▶ [Task directions]
Return each entry precisely as it appears below.

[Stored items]
____

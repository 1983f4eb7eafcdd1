//! 身份推导模型
//!
//! 子资源名称与外部 DNS 名称都是 StreamlitApp 名称加上 Operator 配置的纯函数。
//! 每次协调都重新推导，status 中只保存用于核对的确认值。

use crate::error::NamingInvariantViolation;

/// Service 名称后缀
pub const SERVICE_NAME_SUFFIX: &str = "-service";
/// Ingress 名称后缀
pub const INGRESS_NAME_SUFFIX: &str = "-ing";

/// Service 名称
pub fn service_name(name: &str) -> String {
    format!("{}{}", name, SERVICE_NAME_SUFFIX)
}

/// Ingress 名称
pub fn ingress_name(name: &str) -> String {
    format!("{}{}", name, INGRESS_NAME_SUFFIX)
}

/// 外部访问域名：`<name><suffix>.<baseDnsRecord>`
pub fn dns_name(name: &str, suffix: &str, base_dns_record: &str) -> String {
    format!("{}{}.{}", name, suffix, base_dns_record)
}

/// 由名称推导出的应用身份
#[derive(Debug, Clone, PartialEq, Eq, Hash)]
pub struct AppIdentity {
    /// StreamlitApp 名称
    pub app_name: String,
    /// Deployment 名称（与应用同名）
    pub deployment_name: String,
    pub service_name: String,
    pub ingress_name: String,
    /// 外部访问域名
    pub dns_name: String,
}

impl AppIdentity {
    /// 推导应用身份
    pub fn derive(name: &str, suffix: &str, base_dns_record: &str) -> Self {
        Self {
            app_name: name.to_string(),
            deployment_name: name.to_string(),
            service_name: service_name(name),
            ingress_name: ingress_name(name),
            dns_name: dns_name(name, suffix, base_dns_record),
        }
    }

    /// 核对 status 中记录的身份与当前推导结果
    ///
    /// 任一字段不一致都是硬性错误，调用方必须中止本次更新。
    pub fn verify(&self, recorded: &RecordedIdentity) -> Result<(), NamingInvariantViolation> {
        let checks = [
            ("streamlit-app-name", &recorded.app_name, &self.app_name),
            ("deployment-name", &recorded.deployment_name, &self.deployment_name),
            ("service-name", &recorded.service_name, &self.service_name),
            ("ingress-name", &recorded.ingress_name, &self.ingress_name),
            ("dns-name", &recorded.dns_name, &self.dns_name),
        ];

        for (field, recorded, expected) in checks {
            if recorded != expected {
                return Err(NamingInvariantViolation {
                    field,
                    recorded: recorded.clone(),
                    expected: expected.clone(),
                });
            }
        }

        Ok(())
    }
}

/// status 中记录的身份
#[derive(Debug, Clone, PartialEq, Eq, Default)]
pub struct RecordedIdentity {
    pub app_name: String,
    pub deployment_name: String,
    pub service_name: String,
    pub ingress_name: String,
    pub dns_name: String,
}

impl From<&AppIdentity> for RecordedIdentity {
    fn from(identity: &AppIdentity) -> Self {
        Self {
            app_name: identity.app_name.clone(),
            deployment_name: identity.deployment_name.clone(),
            service_name: identity.service_name.clone(),
            ingress_name: identity.ingress_name.clone(),
            dns_name: identity.dns_name.clone(),
        }
    }
}

#[cfg(test)]
mod tests {
    use super::*;
    use rstest::rstest;

    #[rstest]
    #[case("demo")]
    #[case("hub")]
    #[case("my-app-2")]
    fn test_derived_names(#[case] name: &str) {
        let identity = AppIdentity::derive(name, "-streamlit", "example.com");

        assert_eq!(identity.app_name, name);
        assert_eq!(identity.deployment_name, name);
        assert_eq!(identity.service_name, format!("{}-service", name));
        assert_eq!(identity.ingress_name, format!("{}-ing", name));
        assert_eq!(identity.dns_name, format!("{}-streamlit.example.com", name));
        assert_eq!(identity, AppIdentity::derive(name, "-streamlit", "example.com"));
    }

    #[test]
    fn test_verify_accepts_own_record() {
        let identity = AppIdentity::derive("demo", "-streamlit", "example.com");
        assert!(identity.verify(&RecordedIdentity::from(&identity)).is_ok());
    }

    #[test]
    fn test_verify_rejects_diverged_deployment_name() {
        let identity = AppIdentity::derive("demo", "-streamlit", "example.com");
        let mut recorded = RecordedIdentity::from(&identity);
        recorded.deployment_name = "demo-old".to_string();

        let err = identity.verify(&recorded).unwrap_err();
        assert_eq!(err.field, "deployment-name");
        assert_eq!(err.recorded, "demo-old");
        assert_eq!(err.expected, "demo");
    }

    #[test]
    fn test_verify_rejects_changed_dns_configuration() {
        let before = AppIdentity::derive("demo", "-streamlit", "example.com");
        let after = AppIdentity::derive("demo", "-st", "example.com");

        let err = after.verify(&RecordedIdentity::from(&before)).unwrap_err();
        assert_eq!(err.field, "dns-name");
    }
}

____

▶ [Answer to the problem]
repository 1983f4eb7eafcdd1
//! 身份推导模型
//!
//! 子资源名称与外部 DNS 名称都是 StreamlitApp 名称加上 Operator 配置的纯函数。
//! 每次协调都重新推导，status 中只保存用于核对的确认值。

use crate::error::NamingInvariantViolation;

/// Service 名称后缀
pub const SERVICE_NAME_SUFFIX: &str = "-service";
/// Ingress 名称后缀
pub const INGRESS_NAME_SUFFIX: &str = "-ing";

/// Service 名称
pub fn service_name(name: &str) -> String {
    format!("{}{}", name, SERVICE_NAME_SUFFIX)
}

/// Ingress 名称
pub fn ingress_name(name: &str) -> String {
    format!("{}{}", name, INGRESS_NAME_SUFFIX)
}

/// 外部访问域名：`<name><suffix>.<baseDnsRecord>`
pub fn dns_name(name: &str, suffix: &str, base_dns_record: &str) -> String {
    format!("{}{}.{}", name, suffix, base_dns_record)
}

/// 由名称推导出的应用身份
#[derive(Debug, Clone, PartialEq, Eq, Hash)]
pub struct AppIdentity {
    /// StreamlitApp 名称
    pub app_name: String,
    /// Deployment 名称（与应用同名）
    pub deployment_name: String,
    pub service_name: String,
    pub ingress_name: String,
    /// 外部访问域名
    pub dns_name: String,
}

impl AppIdentity {
    /// 推导应用身份
    pub fn derive(name: &str, suffix: &str, base_dns_record: &str) -> Self {
        Self {
            app_name: name.to_string(),
            deployment_name: name.to_string(),
            service_name: service_name(name),
            ingress_name: ingress_name(name),
            dns_name: dns_name(name, suffix, base_dns_record),
        }
    }

    /// 核对 status 中记录的身份与当前推导结果
    ///
    /// 任一字段不一致都是硬性错误，调用方必须中止本次更新。
    pub fn verify(&self, recorded: &RecordedIdentity) -> Result<(), NamingInvariantViolation> {
        let checks = [
            ("streamlit-app-name", &recorded.app_name, &self.app_name),
            ("deployment-name", &recorded.deployment_name, &self.deployment_name),
            ("service-name", &recorded.service_name, &self.service_name),
            ("ingress-name", &recorded.ingress_name, &self.ingress_name),
            ("dns-name", &recorded.dns_name, &self.dns_name),
        ];

        for (field, recorded, expected) in checks {
            if recorded != expected {
                return Err(NamingInvariantViolation {
                    field,
                    recorded: recorded.clone(),
                    expected: expected.clone(),
                });
            }
        }

        Ok(())
    }
}

/// status 中记录的身份
#[derive(Debug, Clone, PartialEq, Eq, Default)]
pub struct RecordedIdentity {
    pub app_name: String,
    pub deployment_name: String,
    pub service_name: String,
    pub ingress_name: String,
    pub dns_name: String,
}

impl From<&AppIdentity> for RecordedIdentity {
    fn from(identity: &AppIdentity) -> Self {
        Self {
            app_name: identity.app_name.clone(),
            deployment_name: identity.deployment_name.clone(),
            service_name: identity.service_name.clone(),
            ingress_name: identity.ingress_name.clone(),
            dns_name: identity.dns_name.clone(),
        }
    }
}

#[cfg(test)]
mod tests {
    use super::*;
    use rstest::rstest;

    #[rstest]
    #[case("demo")]
    #[case("hub")]
    #[case("my-app-2")]
    fn test_derived_names(#[case] name: &str) {
        let identity = AppIdentity::derive(name, "-streamlit", "example.com");

        assert_eq!(identity.app_name, name);
        assert_eq!(identity.deployment_name, name);
        assert_eq!(identity.service_name, format!("{}-service", name));
        assert_eq!(identity.ingress_name, format!("{}-ing", name));
        assert_eq!(identity.dns_name, format!("{}-streamlit.example.com", name));
        assert_eq!(identity, AppIdentity::derive(name, "-streamlit", "example.com"));
    }

    #[test]
    fn test_verify_accepts_own_record() {
        let identity = AppIdentity::derive("demo", "-streamlit", "example.com");
        assert!(identity.verify(&RecordedIdentity::from(&identity)).is_ok());
    }

    #[test]
    fn test_verify_rejects_diverged_deployment_name() {
        let identity = AppIdentity::derive("demo", "-streamlit", "example.com");
        let mut recorded = RecordedIdentity::from(&identity);
        recorded.deployment_name = "demo-old".to_string();

        let err = identity.verify(&recorded).unwrap_err();
        assert_eq!(err.field, "deployment-name");
        assert_eq!(err.recorded, "demo-old");
        assert_eq!(err.expected, "demo");
    }

    #[test]
    fn test_verify_rejects_changed_dns_configuration() {
        let before = AppIdentity::derive("demo", "-streamlit", "example.com");
        let after = AppIdentity::derive("demo", "-st", "example.com");

        let err = after.verify(&RecordedIdentity::from(&before)).unwrap_err();
        assert_eq!(err.field, "dns-name");
    }
}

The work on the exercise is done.